La mobilisation sociale, travailler en réseau dans un contexte inédit

Dans un contexte de crise épidémique, plusieurs réponses stratégiques sont complémentaires. Si l’action sanitaire et l’aide aux plus démunis sont les actions les plus évidentes et sont essentielles, il en est une autre qui peut faciliter la diffusion de messages et l’implication des populations : la mobilisation sociale.

Le but de la mobilisation sociale est d’accompagner les populations à prendre conscience de la situation et des moyens existants pour se protéger. Il s’agit d’identifier les obstacles au changement et de mettre au point une stratégie pour l’encourager à se protéger en adoptant un comportement plus sûr.

Pour cela il est important d’échanger avec les populations au sujet de leurs croyances, règles, idées et craintes relatives à la maladie, de les écouter attentivement et de tenir compte de leur avis, de leurs besoins. Cela implique également de s’appuyer sur des acteurs qui sont à leur contact. Une fois ce travail fait, il devient possible de transmettre à la population les informations au sujet de la maladie, de ses symptômes ainsi que de la manière dont elle se propage et dont on la traite, et d’apporter des réponses aux besoins repérés.

Un groupe de travail dédié à la mobilisation sociale

L’Agence Régionale de Santé (ARS) de Guyane a donc pris l’initiative de créer un groupe de travail dédié à la question de la mobilisation sociale. Ce groupe est composé de l’ARS, la Croix Rouge Française (CRF), le Centre de ressources en Politique de la ville (CRPV), Guyane Promo Santé (GPS).
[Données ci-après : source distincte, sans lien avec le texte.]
//! Collaborator traits consumed by the server.
//!
//! Every trait is object-safe (`Arc<dyn …>`) so the server can be wired
//! with real implementations in production and stubs in tests.

use async_trait::async_trait;

use crate::errors::Result;
use crate::types::{
    AppHealth, AppSummary, ContainerAction, ContainerInfo, ContainerStats, NetworkStats,
    PowerAction, ProcessInfo, SystemInfo, SystemMetrics,
};

/// Reads host facts and utilisation.
#[async_trait]
pub trait MetricsSource: Send + Sync {
    /// Static host information.
    async fn system_info(&self) -> Result<SystemInfo>;

    /// Current CPU, memory and disk utilisation.
    async fn metrics(&self) -> Result<SystemMetrics>;
}

/// Lists and terminates processes.
#[async_trait]
pub trait ProcessControl: Send + Sync {
    /// Busiest processes, at most `limit`. Returns an empty list on internal error.
    async fn list_processes(&self, limit: usize) -> Vec<ProcessInfo>;

    /// Terminate `pid`, escalating to a hard kill after a grace period.
    async fn kill_process(&self, pid: u32) -> Result<bool>;
}

/// Container runtime operations.
#[async_trait]
pub trait ContainerRuntime: Send + Sync {
    /// All containers. Returns an empty list when the runtime is unavailable.
    async fn list_containers(&self) -> Vec<ContainerInfo>;

    /// Run a lifecycle action, returning a human-readable result.
    async fn run_action(&self, container_id: &str, action: ContainerAction) -> Result<String>;

    /// The last `tail` lines of the container's log.
    async fn logs(&self, container_id: &str, tail: usize) -> Result<String>;

    /// Current resource usage of one container.
    async fn stats(&self, container_id: &str) -> Result<ContainerStats>;
}

/// Compose-managed TARS apps, one directory each.
#[async_trait]
pub trait AppRuntime: Send + Sync {
    /// Every app with its container counts, sorted by name.
    async fn list_apps(&self) -> Result<Vec<AppSummary>>;

    /// Start, stop or restart every container of one app.
    async fn run_app_action(&self, app_name: &str, action: ContainerAction) -> Result<String>;

    /// Per-container health of one app.
    async fn app_health(&self, app_name: &str) -> Result<AppHealth>;
}

/// Reboots or halts the host.
#[async_trait]
pub trait PowerControl: Send + Sync {
    /// Execute the action, returning a human-readable result.
    async fn execute(&self, action: PowerAction) -> Result<String>;
}

/// Network counters.
#[async_trait]
pub trait NetworkSource: Send + Sync {
    /// Host totals and per-process socket usage.
    async fn network_stats(&self) -> Result<NetworkStats>;
}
Il associe en fonction du territoire et des besoins d’autres acteurs tels que les représentants coutumiers, les coordinateurs de Contrats Locaux de Santé (CLS) et les associations qui interviennent sur place.

Il s’est fixé trois objectifs :

  • La transmission d’informations auprès des populations et des acteurs et l’adaptation des messages en prenant en compte le niveau de littératie des personnes.
  • Le recueil des besoins et des solutions
  • Le repérage des personnes ressources en fonction des territoires et le recensement des actions menées

Selon les cas, il sera utile de traduire et diffuser des messages de sensibilisation, d’information et de prévention, ou encore de proposer des relais de communication tels que les médiateurs, ciblés en fonction des habitudes et pratiques des populations concernées et des besoins ressentis, recueillis par les acteurs sur le terrain. L’intention de ces actions est de donner aux personnes le pouvoir d’agir en toute connaissance de cause et dans une démarche de promotion de la santé.
Il est important de préciser également que ce groupe mobilisation sociale n’a pas vocation à se substituer ou ajouter une ligne à l’organisation des actions sanitaires et sociales déjà en place.

Missionné pour coordonner le groupe, GPS veille à assurer le lien entre les différents acteurs (ARS, municipalité, acteurs associatifs, relais communautaires ou médiateurs, grand conseil coutumier, professionnels de santé, chef de village, etc.) notamment par le pilotage de réunions de travail, et à identifier des relais de communication en matière d’information, de sensibilisation et de prévention en fonction des besoins exprimés par les acteurs de première ligne. Cela peut être via de la médiation ou des supports de communication.

Un exemple : accompagner la population du village Cécilia

Suite au confinement du village Cécilia le 9 avril 2020, une réflexion a été engagée sur l’accompagnement de la population dans sa compréhension de la situation et des moyens d’éviter la propagation du virus.

La coordinatrice du CLS de Matoury et une représentante de la communauté amérindienne ont été associées au groupe mobilisation sociale. Leur connaissance du village et des habitants ont permis d’orienter les choix des messages et de recenser les actions déjà mises en place par les habitants. Il a alors été possible d’écrire, enregistrer et diffuser des messages audios destinés à rassurer et encourager la population.

Des relais communautaires se sont également rendus dans le village pour répondre aux questions et faire remonter les besoins (aide alimentaire, accès aux soins, aux médicaments, savon, etc.) afin que des solutions soient mises en œuvre. Par ailleurs, la Mairie, la CACL et l’ARS organisaient l’aide alimentaire et la prise en charge sanitaire.

La mobilisation de la population, des acteurs associatifs et institutionnels a ainsi permis d’améliorer le déroulement de la quatorzaine d’un village de presque 300 habitants. Ce contexte inédit incite à faire preuve d’innovations et à expérimenter de nouvelles manières de faire ensemble.